EXERCISE GOAL> Exactly the lines from the one with "pub fn grown(&self, dx: i32, dy: i32)" through the end of the records below are to be output, the first and last included, and no others.

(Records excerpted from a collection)

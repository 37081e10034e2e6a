//! # Field I/O
//!
//! Value construction, append, read, bulk read, and literal
//! encoding/decoding for every field kind. Composite kinds delegate
//! recursively to their sub-fields and ultimately to columns; the simple
//! fast path (mappable, no callbacks) bypasses dispatch entirely.
//!
//! Index spaces: a top-level entry index equals the element index of the
//! field's own columns. Fixed arrays and bitsets scale indices by their
//! static length; collections translate through their offset column's
//! collection info.

use crate::bulk::{Bulk, BulkSpec, ALL_SET};
use crate::column::{ClusterIndex, Column, EntryIndex};
use crate::field::{traits, ConnectionState, Field, FieldKind, IterStrategy, NullableMode};
use crate::layout;
use crate::value::{self, Datum, OwnedValue, ValueBuf, ValueMut, ValueRef};
use eyre::Result;
use smallvec::SmallVec;
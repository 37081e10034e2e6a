//! # In-Memory Page Store
//!
//! Reference implementation of both collaborator traits, used by unit and
//! integration tests and by the benches. Elements are stored packed and
//! contiguous per column; cluster boundaries are recorded as element-index
//! watermarks sealed by `commit_cluster`.
//!
//! Bit columns store one byte per element here; packing below element
//! granularity is the physical store's concern and out of scope for the
//! reference backend.

use crate::column::{ClusterIndex, ColumnType, EntryIndex};
use crate::pages::{ColumnId, Descriptor, FieldId, PageSink, PageSource, WriteOptions};
use eyre::Result;
use hashbrown::HashMap;

#[derive(Debug)]
struct MemColumn {
    ty: ColumnType,
    data: Vec<u8>,
    n: u64,
    /// Element index at the start of each cluster; `starts[0] == 0`. The last
    /// entry opens the current (unsealed) cluster.
    cluster_starts: Vec<u64>,
}

impl MemColumn {
    fn element(&self, global: u64) -> Result<&[u8]> {
        eyre::ensure!(
            global < self.n,
            "element {} out of range for column with {} elements",
            global,
            self.n
        );
        let size = self.ty.packed_size();
        let start = global as usize * size;
        Ok(&self.data[start..start + size])
    }

    fn read_index(&self, global: u64) -> Result<u64> {
        let bytes = self.element(global)?;
        Ok(match self.ty.packed_size() {
            4 => crate::value::read_u32_at(bytes, 0) as u64,
            8 => crate::value::read_u64_at(bytes, 0),
            n => eyre::bail!("column type {:?} ({} bytes) is not an offset column", self.ty, n),
        })
    }

    fn locate(&self, global: u64) -> Result<ClusterIndex> {
        eyre::ensure!(
            global < self.n,
            "element {} out of range for column with {} elements",
            global,
            self.n
        );
        let cluster = self.cluster_starts.partition_point(|&s| s <= global) - 1;
        Ok(ClusterIndex::new(
            cluster as u64,
            global - self.cluster_starts[cluster],
        ))
    }

    fn globalize(&self, at: ClusterIndex) -> Result<u64> {
        let cluster = at.cluster as usize;
        eyre::ensure!(
            cluster < self.cluster_starts.len(),
            "cluster {} does not exist",
            at.cluster
        );
        let global = self.cluster_starts[cluster] + at.index;
        eyre::ensure!(
            global < self.n,
            "element {} out of range for column with {} elements",
            global,
            self.n
        );
        Ok(global)
    }

    /// End of the cluster: the next boundary for sealed clusters, the current
    /// element count for the open one.
    fn cluster_end(&self, cluster: u64) -> u64 {
        self.cluster_starts
            .get(cluster as usize + 1)
            .copied()
            .unwrap_or(self.n)
    }
}

/// In-memory page sink and source over the same storage.
///
/// Shared as `Arc<Mutex<MemoryPages>>`; the same store may back one write
/// session and later read sessions.
#[derive(Debug, Default)]
pub struct MemoryPages {
    options: WriteOptions,
    descriptor: Descriptor,
    columns: Vec<MemColumn>,
    by_key: HashMap<(FieldId, u32), ColumnId>,
}

impl MemoryPages {
    pub fn new() -> Self {
        Self::with_options(WriteOptions::default())
    }

    pub fn with_options(options: WriteOptions) -> Self {
        Self {
            options,
            descriptor: Descriptor::default(),
            columns: Vec::new(),
            by_key: HashMap::new(),
        }
    }

    fn column(&self, id: ColumnId) -> Result<&MemColumn> {
        self.columns
            .get(id as usize)
            .ok_or_else(|| eyre::eyre!("unknown column id {}", id))
    }

    /// Element count of a stored column, addressed by qualified field name
    /// and column position. Intended for storage-cost assertions in tests.
    pub fn column_elements(&self, field_name: &str, index: u32) -> Option<u64> {
        let fd = self.descriptor.lookup(field_name)?;
        let id = self.by_key.get(&(fd.id, index))?;
        Some(self.columns[*id as usize].n)
    }
}

impl PageSink for MemoryPages {
    fn options(&self) -> WriteOptions {
        self.options
    }

    fn create_field(
        &mut self,
        name: &str,
        type_name: &str,
        type_version: u32,
        parent: Option<FieldId>,
    ) -> Result<FieldId> {
        self.descriptor.add_field(name, type_name, type_version, parent)
    }

    fn create_column(
        &mut self,
        field: FieldId,
        index: u32,
        ty: ColumnType,
        _first_entry: EntryIndex,
    ) -> Result<ColumnId> {
        eyre::ensure!(
            !self.by_key.contains_key(&(field, index)),
            "column {} of field {} already exists",
            index,
            field
        );
        self.descriptor.add_column(field, ty)?;
        let id = self.columns.len() as ColumnId;
        self.columns.push(MemColumn {
            ty,
            data: Vec::new(),
            n: 0,
            cluster_starts: vec![0],
        });
        self.by_key.insert((field, index), id);
        Ok(id)
    }

    fn append(&mut self, column: ColumnId, element: &[u8]) -> Result<()> {
        let col = self
            .columns
            .get_mut(column as usize)
            .ok_or_else(|| eyre::eyre!("unknown column id {}", column))?;
        eyre::ensure!(
            element.len() == col.ty.packed_size(),
            "element size {} does not match {:?}",
            element.len(),
            col.ty
        );
        col.data.extend_from_slice(element);
        col.n += 1;
        Ok(())
    }

    fn commit_cluster(&mut self) -> Result<()> {
        for col in &mut self.columns {
            col.cluster_starts.push(col.n);
        }
        Ok(())
    }
}

impl PageSource for MemoryPages {
    fn descriptor(&self) -> &Descriptor {
        &self.descriptor
    }

    fn open_column(&self, field: FieldId, index: u32, ty: ColumnType) -> Result<ColumnId> {
        let id = *self
            .by_key
            .get(&(field, index))
            .ok_or_else(|| eyre::eyre!("field {} has no column {}", field, index))?;
        let col = &self.columns[id as usize];
        eyre::ensure!(
            col.ty == ty,
            "column {} of field {} is stored as {:?}, not {:?}",
            index,
            field,
            col.ty,
            ty
        );
        Ok(id)
    }

    fn n_elements(&self, column: ColumnId) -> Result<u64> {
        Ok(self.column(column)?.n)
    }

    fn read(&self, column: ColumnId, global: u64, out: &mut [u8]) -> Result<()> {
        let bytes = self.column(column)?.element(global)?;
        out.copy_from_slice(bytes);
        Ok(())
    }

    fn read_range(
        &self,
        column: ColumnId,
        first: ClusterIndex,
        count: u64,
        out: &mut [u8],
    ) -> Result<u64> {
        let col = self.column(column)?;
        let g0 = col.globalize(first)?;
        let end = col.cluster_end(first.cluster);
        let n = count.min(end - g0);
        let size = col.ty.packed_size();
        let start = g0 as usize * size;
        let len = n as usize * size;
        out[..len].copy_from_slice(&col.data[start..start + len]);
        Ok(n)
    }

    fn locate(&self, column: ColumnId, global: u64) -> Result<ClusterIndex> {
        self.column(column)?.locate(global)
    }

    fn globalize(&self, column: ColumnId, at: ClusterIndex) -> Result<u64> {
        self.column(column)?.globalize(at)
    }

    fn collection_info(&self, column: ColumnId, global: u64) -> Result<(ClusterIndex, u64)> {
        let col = self.column(column)?;
        let at = col.locate(global)?;
        let end = col.read_index(global)?;
        let begin = if at.index == 0 {
            0
        } else {
            col.read_index(global - 1)?
        };
        eyre::ensure!(
            end >= begin,
            "offset column is not monotonic at element {} ({} < {})",
            global,
            end,
            begin
        );
        Ok((ClusterIndex::new(at.cluster, begin), end - begin))
    }
}

#[cfg(test)]
mod tests {
    use super::*;

    fn offset_store() -> (MemoryPages, ColumnId) {
        let mut store = MemoryPages::new();
        let field = store.create_field("hits", "vec<f32>", 0, None).unwrap();
        let col = store
            .create_column(field, 0, ColumnType::Index64, 0)
            .unwrap();
        (store, col)
    }

    #[test]
    fn cluster_boundaries_partition_elements() {
        let (mut store, col) = offset_store();
        for v in [3u64, 3, 8] {
            store.append(col, &v.to_le_bytes()).unwrap();
        }
        store.commit_cluster().unwrap();
        for v in [2u64, 6] {
            store.append(col, &v.to_le_bytes()).unwrap();
        }

        assert_eq!(store.locate(col, 0).unwrap(), ClusterIndex::new(0, 0));
        assert_eq!(store.locate(col, 2).unwrap(), ClusterIndex::new(0, 2));
        assert_eq!(store.locate(col, 3).unwrap(), ClusterIndex::new(1, 0));
        assert_eq!(store.locate(col, 4).unwrap(), ClusterIndex::new(1, 1));

        assert_eq!(store.globalize(col, ClusterIndex::new(1, 1)).unwrap(), 4);
        assert!(store.locate(col, 5).is_err());
    }

    #[test]
    fn collection_info_restarts_at_cluster_boundaries() {
        let (mut store, col) = offset_store();
        // cluster 0: entry item counts 3, 0, 5
        for v in [3u64, 3, 8] {
            store.append(col, &v.to_le_bytes()).unwrap();
        }
        store.commit_cluster().unwrap();
        // cluster 1: entry item counts 2, 4
        for v in [2u64, 6] {
            store.append(col, &v.to_le_bytes()).unwrap();
        }

        let (start, size) = store.collection_info(col, 0).unwrap();
        assert_eq!((start, size), (ClusterIndex::new(0, 0), 3));
        let (start, size) = store.collection_info(col, 1).unwrap();
        assert_eq!((start, size), (ClusterIndex::new(0, 3), 0));
        let (start, size) = store.collection_info(col, 2).unwrap();
        assert_eq!((start, size), (ClusterIndex::new(0, 3), 5));
        // first entry of the new cluster starts from offset zero again
        let (start, size) = store.collection_info(col, 3).unwrap();
        assert_eq!((start, size), (ClusterIndex::new(1, 0), 2));
        let (start, size) = store.collection_info(col, 4).unwrap();
        assert_eq!((start, size), (ClusterIndex::new(1, 2), 4));
    }

    #[test]
    fn read_range_clamps_to_cluster_end() {
        let (mut store, col) = offset_store();
        for v in [1u64, 2, 3] {
            store.append(col, &v.to_le_bytes()).unwrap();
        }
        store.commit_cluster().unwrap();
        store.append(col, &9u64.to_le_bytes()).unwrap();

        let mut out = vec![0u8; 8 * 8];
        let n = store
            .read_range(col, ClusterIndex::new(0, 1), 8, &mut out)
            .unwrap();
        assert_eq!(n, 2);
        assert_eq!(u64::from_le_bytes(out[0..8].try_into().unwrap()), 2);
        assert_eq!(u64::from_le_bytes(out[8..16].try_into().unwrap()), 3);
    }

    #[test]
    fn duplicate_field_registration_is_rejected() {
        let mut store = MemoryPages::new();
        store.create_field("x", "f64", 0, None).unwrap();
        assert!(store.create_field("x", "f64", 0, None).is_err());
    }
}
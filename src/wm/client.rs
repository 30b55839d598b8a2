use x11rb::protocol::xproto::Window;

/// Window geometry, relative to the parent (the root for managed windows)
#[derive(Debug, Clone, Copy, PartialEq, Eq)]
pub struct Geometry {
    pub x: i32,
    pub y: i32,
    pub width: u32,
    pub height: u32,
}

impl Geometry {
    pub fn new(x: i32, y: i32, width: u32, height: u32) -> Self {
        Self { x, y, width, height }
    }

    /// Position shifted by a pointer delta, kept within the protocol's INT16 range
    pub fn translated(&self, dx: i32, dy: i32) -> (i32, i32) {
        let shift = |pos: i32, delta: i32| {
            pos.saturating_add(delta)
                .clamp(i32::from(i16::MIN), i32::from(i16::MAX))
        };
        (shift(self.x, dx), shift(self.y, dy))
    }

    /// Size grown by a pointer delta, between 1 and the protocol's CARD16 limit
    pub fn grown(&self, dx: i32, dy: i32) -> (u32, u32) {
        let grow = |size: u32, delta: i32| {
            (i64::from(size) + i64::from(delta)).clamp(1, i64::from(u16::MAX)) as u32
        };
        (grow(self.width, dx), grow(self.height, dy))
    }
}

/// Window manager client state
/// Represents a top-level window being managed by the WM
#[derive(Debug, Clone, PartialEq, Eq)]
pub struct Client {
    /// X11 window ID
    pub id: Window,

    /// Last geometry requested by the WM (or reported when managed)
    pub geometry: Geometry,
}

impl Client {
    pub fn new(id: Window, geometry: Geometry) -> Self {
        Self { id, geometry }
    }
}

RESULT>
    pub fn grown(&self, dx: i32, dy: i32) -> (u32, u32) {
        let grow = |size: u32, delta: i32| {
            (i64::from(size) + i64::from(delta)).clamp(1, i64::from(u16::MAX)) as u32
        };
        (grow(self.width, dx), grow(self.height, dy))
    }
}

/// Window manager client state
/// Represents a top-level window being managed by the WM
#[derive(Debug, Clone, PartialEq, Eq)]
pub struct Client {
    /// X11 window ID
    pub id: Window,

    /// Last geometry requested by the WM (or reported when managed)
    pub geometry: Geometry,
}

impl Client {
    pub fn new(id: Window, geometry: Geometry) -> Self {
        Self { id, geometry }
    }
}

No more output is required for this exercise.